The intensive parent is on a constant quest to obtain updated knowledge of best child rearing practices and use this information actively to cultivate her child and monitor all aspects of the child’s life. Intensive parenting begins as the pregnant mother accesses an ever increasing amount of information instructing her on how to achieve an optimal pregnancy and does not end when the child enters college. Colleges and more recently even law schools have adjusted to accommodate a new generation of parents who insist on being in direct contact with administrators and professors in order to continue to monitor their children’s life.
But, Intensive Parenting is not just about social norms. We show that it is actually a socio-technological trend. Parents use new information technologies to enhance their ability to monitor and be informed. For example, parents use the cellular phone to stay in constant touch with their children. Commentators observing Intensive parents using the cell phone to communicate with college aged children about the smallest anecdotes of life, have called it ”the world’s longest umbilical cord.”

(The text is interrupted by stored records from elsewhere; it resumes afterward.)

//! Literal SQL text. Placeholders are `{name}` and are filled by
//! [`render`](super::render).

pub const SET_ROLE: &str = "SET ROLE {role};";
pub const SET_SEARCH_PATH: &str = "SET search_path TO {schema};";
pub const FORCE_UTF8: &str = "\\encoding UTF8";
pub const QUIET_NOTICES: &str = "SET client_min_messages TO ERROR;";

pub const DROP_TABLE: &str = "DROP TABLE IF EXISTS {table}{cascade};";
pub const CREATE_TABLE: &str = "CREATE TABLE {table} (\n\t{columns}\n);";
pub const OWNER_TO: &str = "ALTER TABLE {table} OWNER TO {role};";
pub const ADD_PRIMARY_KEY: &str = "ALTER TABLE {table} ADD PRIMARY KEY ({columns});";
pub const ADD_UNIQUE: &str = "ALTER TABLE {table} ADD UNIQUE ({columns});";
pub const ADD_COLUMN: &str = "ALTER TABLE {table} ADD COLUMN {column} {definition};";
pub const TRUNCATE_TABLE: &str = "TRUNCATE TABLE {table};";
pub const ANALYZE_TABLE: &str = "ANALYZE {table};";

pub const COPY_HEADER: &str = "COPY {table} FROM stdin NULL AS '';";
pub const COPY_TERMINATOR: &str = "\\.";

pub const DATE_REPAIR: &str = "ALTER TABLE {table} ALTER COLUMN {column} TYPE DATE USING CASE WHEN {column} IS NOT NULL AND {column}::INT <> 0 THEN to_date({column}::TEXT,'{format}') ELSE NULL END;";

pub const JOIN_KEY_PRIMARY: &str = "\
ALTER TABLE {table} ADD COLUMN {key} VARCHAR(200);
UPDATE {table} SET {key} = ({joined});
{bad_key_deletion}
ALTER TABLE {table} ALTER COLUMN {key} SET NOT NULL;
ALTER TABLE {table} ADD PRIMARY KEY ({key});";

pub const BAD_KEY_DELETION: &str = "DELETE FROM {table}\nWHERE {missing_keys};";

pub const SELECT_DUPLICATES: &str = "FROM {table} AS t1, {table} AS t2\nWHERE {clause}";
pub const COUNT_DUPLICATES: &str = "SELECT COUNT(*)\n{select};";
pub const DELETE_DUPLICATES: &str = "\
DELETE FROM {table}
WHERE {serial} IN (
SELECT t1.{serial}
{select}
);";

pub const MERGE_BEGIN: &str = "BEGIN TRANSACTION;\nLOCK TABLE {target} IN EXCLUSIVE MODE;";
pub const MERGE_UPDATE: &str = "\
UPDATE {target}
SET {sets}
FROM {staging}
WHERE {target}.{key} = {staging}.{key};";
pub const MERGE_INSERT: &str = "\
INSERT INTO {target} ({columns})
SELECT DISTINCT {selects}
FROM {staging}
LEFT OUTER JOIN {target} ON ({target}.{key} = {staging}.{key})
WHERE {target}.{key} IS NULL;";
pub const MERGE_COMMIT: &str = "COMMIT;";

pub const MODIFIED_TIME_PROCEDURE: &str = "\
CREATE OR REPLACE FUNCTION update_modified_time() RETURNS TRIGGER AS $$
BEGIN
    NEW.modified_time = now();
    RETURN NEW;
END;
$$ LANGUAGE plpgsql;";

pub const MODIFIED_TIME_TRIGGER: &str = "\
DROP TRIGGER IF EXISTS {trigger} ON {table};
CREATE TRIGGER {trigger} BEFORE UPDATE ON {table}
FOR EACH ROW EXECUTE PROCEDURE update_modified_time();";

pub const PG_DUMP: &str = "pg_dump {database} --schema {schema} --table {table} {option}";
use std::fs::File;
use std::io::{self, Write};
use std::path::PathBuf;

use criterion::{BatchSize, Criterion, criterion_group, criterion_main};
use csv2psql::config::ConversionConfig;
use csv2psql::convert::{Converter, PathSource};
use csv2psql::sniff::SniffLimit;
use tempfile::TempDir;

fn generate_parcels(rows: usize) -> (TempDir, PathBuf) {
    let temp_dir = tempfile::tempdir().expect("temp dir");
    let csv_path = temp_dir.path().join("parcels.csv");
    let mut file = File::create(&csv_path).expect("create csv");
    writeln!(file, "Parcel ID,Block,Assessed Value,Owner Name,Sold On").expect("header");
    for i in 0..rows {
        let owner = match i % 3 {
            0 => "Ada Lovelace",
            1 => "Grace Hopper",
            _ => "Alan Turing",
        };
        let day = (i % 28) + 1;
        writeln!(
            file,
            "{i},{block},{value}.25,{owner},202401{day:02}",
            block = i % 97,
            value = 50_000 + i,
        )
        .expect("row");
    }
    (temp_dir, csv_path)
}

fn bench_convert(c: &mut Criterion) {
    let (temp_dir, csv_path) = generate_parcels(50_000);
    let source = PathSource::new(csv_path);

    let mut group = c.benchmark_group("convert");

    group.bench_function("sniff_all_rows", |b| {
        let mut config = ConversionConfig::new("parcels");
        config.sniff_limit = SniffLimit::Unbounded;
        let converter = Converter::new(config);
        b.iter(|| converter.sniff(&source).expect("sniff"));
    });

    group.bench_function("merge_script", |b| {
        b.iter_batched(
            || {
                let mut config = ConversionConfig::new("parcels");
                config.merge = true;
                config.primary_key = vec!["parcel_id".to_string()];
                Converter::new(config)
            },
            |converter| {
                converter
                    .run(&source, &mut io::sink())
                    .expect("convert parcels");
            },
            BatchSize::SmallInput,
        );
    });

    drop(temp_dir);
    group.finish();
}

criterion_group!(benches, bench_convert);
criterion_main!(benches);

And what does the law have to do with it? We find that the law is already enforcing Intensive Parenting norms, and is particularly powerful in molding parental rearing norms during custody disputes. For example, courts determining custody allocations consider as a factor the parents’ pre-divorce care taking roles and division of labor. The parent who was more involved in the child’s life before divorce has an advantage in custody resolutions. In practice, attorneys are advising their clients on the eve of divorce to engage in Intensive Parenting. The time period before custody determinations becomes a race for involvement, particularly for the parent who was not originally the primary caretaker. Unfortunately, parents eager to gain custody and operating in a world governed by Intensive Parenting norms often become overly dominating in their interaction with children. For instance, by taking over sport practices leaving their child with no independent outlet or by overwhelming their child with constant messages and phone calls.